For their first job after residency, physicians will almost certainly join an existing practice group, which will ask them to sign an employment contract. The provisions of that contract, and the exact language in which it is expressed, will control their obligations, responsibilities, and rights in their new job, as well as their employer’s obligations and responsibilities to them. Many new physicians make the fundamental mistake of thinking they can negotiate and review the employment contract on their own, without the assistance of an experienced lawyer to help them both understand the significance of the document they are presented with and negotiate any necessary changes.

Mistake 1        Not Consulting Legal Counsel

Physicians are highly intelligent people who are used to making critically important decisions. Thus, it is often difficult for them to admit that they may need help in looking out for their own and their family’s interests as they enter into a legally binding agreement that may affect their professional and personal life for many years to come. A lawyer who is experienced with physician contracts knows the pitfalls, the loopholes, and the special legal meaning that courts or legislation has given to what seems to the layperson to be ordinary English words. Such a lawyer is trained to spot ambiguities and knows what contract terms should be there but are not. Just as physicians would not rely on lawyers to diagnose an ailment, they should not rely on their own ability to review or draft an important contract.

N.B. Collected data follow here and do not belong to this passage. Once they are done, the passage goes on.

//! End-to-end registry flows over the in-memory store.

use std::sync::Arc;

use anyhow::Result;
use hasq::core::ValidationError;
use hasq::store::{ChainRow, HolderId, MemoryStore, Store};
use hasq::{Registry, RegistryConfig, RegistryError};
use hasq_testkit::fixtures::multi_holder_fixtures;

fn init_tracing() {
    let _ = tracing_subscriber::fmt().with_test_writer().try_init();
}

fn registry() -> Registry<MemoryStore> {
    Registry::new(MemoryStore::new(), RegistryConfig::default())
}

#[tokio::test]
async fn test_ownership_passes_along_holders() -> Result<()> {
    init_tracing();
    let registry = registry();
    let record = registry.create_token("deed", b"parcel 42").await?;
    let holders = multi_holder_fixtures(4);

    for (n, holder) in holders.iter().enumerate() {
        let key = registry
            .issue_key(&holder.id, &record.token, &holder.passphrase)
            .await?;
        assert_eq!(key.id, n as u64);

        let change = registry.transfer(&holder.id, &record.token).await?;
        assert_eq!(change.id, n as u64);
        assert_eq!(change.has_owner(), n >= 2);

        let report = registry.validate(&record.token).await?;
        assert!(report.valid);
        assert_eq!(report.last_id, Some(n as u64));
        assert_eq!(report.holder.as_ref(), Some(&holder.id));
    }

    assert_eq!(registry.store().count_rows(&record.token).await?, 4);
    Ok(())
}

#[tokio::test]
async fn test_previous_holder_cannot_take_back() -> Result<()> {
    init_tracing();
    let registry = registry();
    let record = registry.create_token("deed", b"TEST_DATA").await?;
    let alice = HolderId::from("alice");
    let bob = HolderId::from("bob");

    registry.issue_key(&alice, &record.token, "alice-1").await?;
    registry.transfer(&alice, &record.token).await?;
    registry.issue_key(&bob, &record.token, "bob-1").await?;
    registry.transfer(&bob, &record.token).await?;

    // Alice's latest key was consumed at position 0.
    let err = registry.transfer(&alice, &record.token).await.unwrap_err();
    assert!(matches!(
        err,
        RegistryError::KeyOutOfSequence {
            expected: 2,
            got: 0
        }
    ));

    // Bob already holds the token.
    let err = registry.transfer(&bob, &record.token).await.unwrap_err();
    assert!(matches!(err, RegistryError::AlreadyOwner(ref h) if *h == bob));

    let report = registry.validate(&record.token).await?;
    assert_eq!(report.holder, Some(bob));
    Ok(())
}

#[tokio::test]
async fn test_concurrent_transfers_keep_chain_valid() -> Result<()> {
    init_tracing();
    let registry = Arc::new(registry());
    let record = registry.create_token("contested", b"contested data").await?;
    let holders = multi_holder_fixtures(8);

    let mut tasks = Vec::new();
    for holder in holders.clone() {
        let registry = Arc::clone(&registry);
        let token = record.token.clone();
        tasks.push(tokio::spawn(async move {
            // Someone else may move the chain between issue and transfer.
            loop {
                registry
                    .issue_key(&holder.id, &token, &holder.passphrase)
                    .await?;
                match registry.transfer(&holder.id, &token).await {
                    Ok(change) => return Ok::<u64, RegistryError>(change.id),
                    Err(RegistryError::KeyOutOfSequence { .. }) => continue,
                    Err(e) => return Err(e),
                }
            }
        }));
    }

    let mut ids = Vec::new();
    for task in tasks {
        ids.push(task.await??);
    }
    ids.sort_unstable();
    assert_eq!(ids, (0..holders.len() as u64).collect::<Vec<_>>());

    let chain = registry.load_chain(&record.token).await?;
    assert_eq!(chain.len(), holders.len());
    assert!(chain.validate());
    Ok(())
}

#[tokio::test]
async fn test_tampered_store_is_detected() -> Result<()> {
    init_tracing();
    let registry = registry();
    let record = registry.create_token("deed", b"tamper me").await?;
    let holders = multi_holder_fixtures(3);
    for holder in &holders {
        registry
            .issue_key(&holder.id, &record.token, &holder.passphrase)
            .await?;
        registry.transfer(&holder.id, &record.token).await?;
    }

    // Swap in a key nobody was issued.
    let rows = registry.store().load_rows(&record.token).await?;
    let forged = hasq::create_key(&record.token, "mallory");
    registry
        .store()
        .overwrite_row(
            &record.token,
            ChainRow {
                key: forged.as_str().to_owned(),
                ..rows[2].clone()
            },
        )
        .await;

    let report = registry.validate(&record.token).await?;
    assert!(!report.valid);
    assert_eq!(report.holder, None);
    assert_eq!(report.last_id, Some(2));
    assert_eq!(
        report.error,
        Some(ValidationError::GeneratorMismatch { id: 1 })
    );

    // Mutations refuse to build on a damaged chain.
    let mallory = HolderId::from("mallory");
    let err = registry
        .issue_key(&mallory, &record.token, "mallory")
        .await
        .unwrap_err();
    assert!(matches!(err, RegistryError::ChainDamaged { .. }));
    let err = registry.transfer(&holders[0].id, &record.token).await.unwrap_err();
    assert!(matches!(err, RegistryError::ChainDamaged { .. }));
    Ok(())
}

#[tokio::test]
async fn test_unknown_token() -> Result<()> {
    init_tracing();
    let registry = registry();
    let token = hasq::create_token(b"never registered");

    assert!(matches!(
        registry.validate(&token).await,
        Err(RegistryError::TokenNotFound(_))
    ));
    assert!(matches!(
        registry.issue_key(&HolderId::from("alice"), &token, "pw").await,
        Err(RegistryError::TokenNotFound(_))
    ));
    assert!(registry.list_tokens().await?.is_empty());
    Ok(())
}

Action Step     Physicians should find a lawyer who has experience with physician contracts early in their job search process, so that when they get to the point of putting things in writing with a specific employer, they will be able to move quickly.

Mistake 2        Failing to Ask Questions and Research the Prospective Employer and

Employment Situation 

A lot is happening when physicians are looking for their first professional position: They are finishing a residency, taking the boards, and trying to decide where they may be spending the rest of their life. It is natural in such circumstances to focus on what the job promises, where it is located, and how much it pays—and easy to overlook the fact that they should be spending just as much effort in checking out a potential employer’s “credentials” as the employer is in checking out theirs. Physicians should remember that what employers have done in the past may be a far better predictor of what to expect from them than any promises they make.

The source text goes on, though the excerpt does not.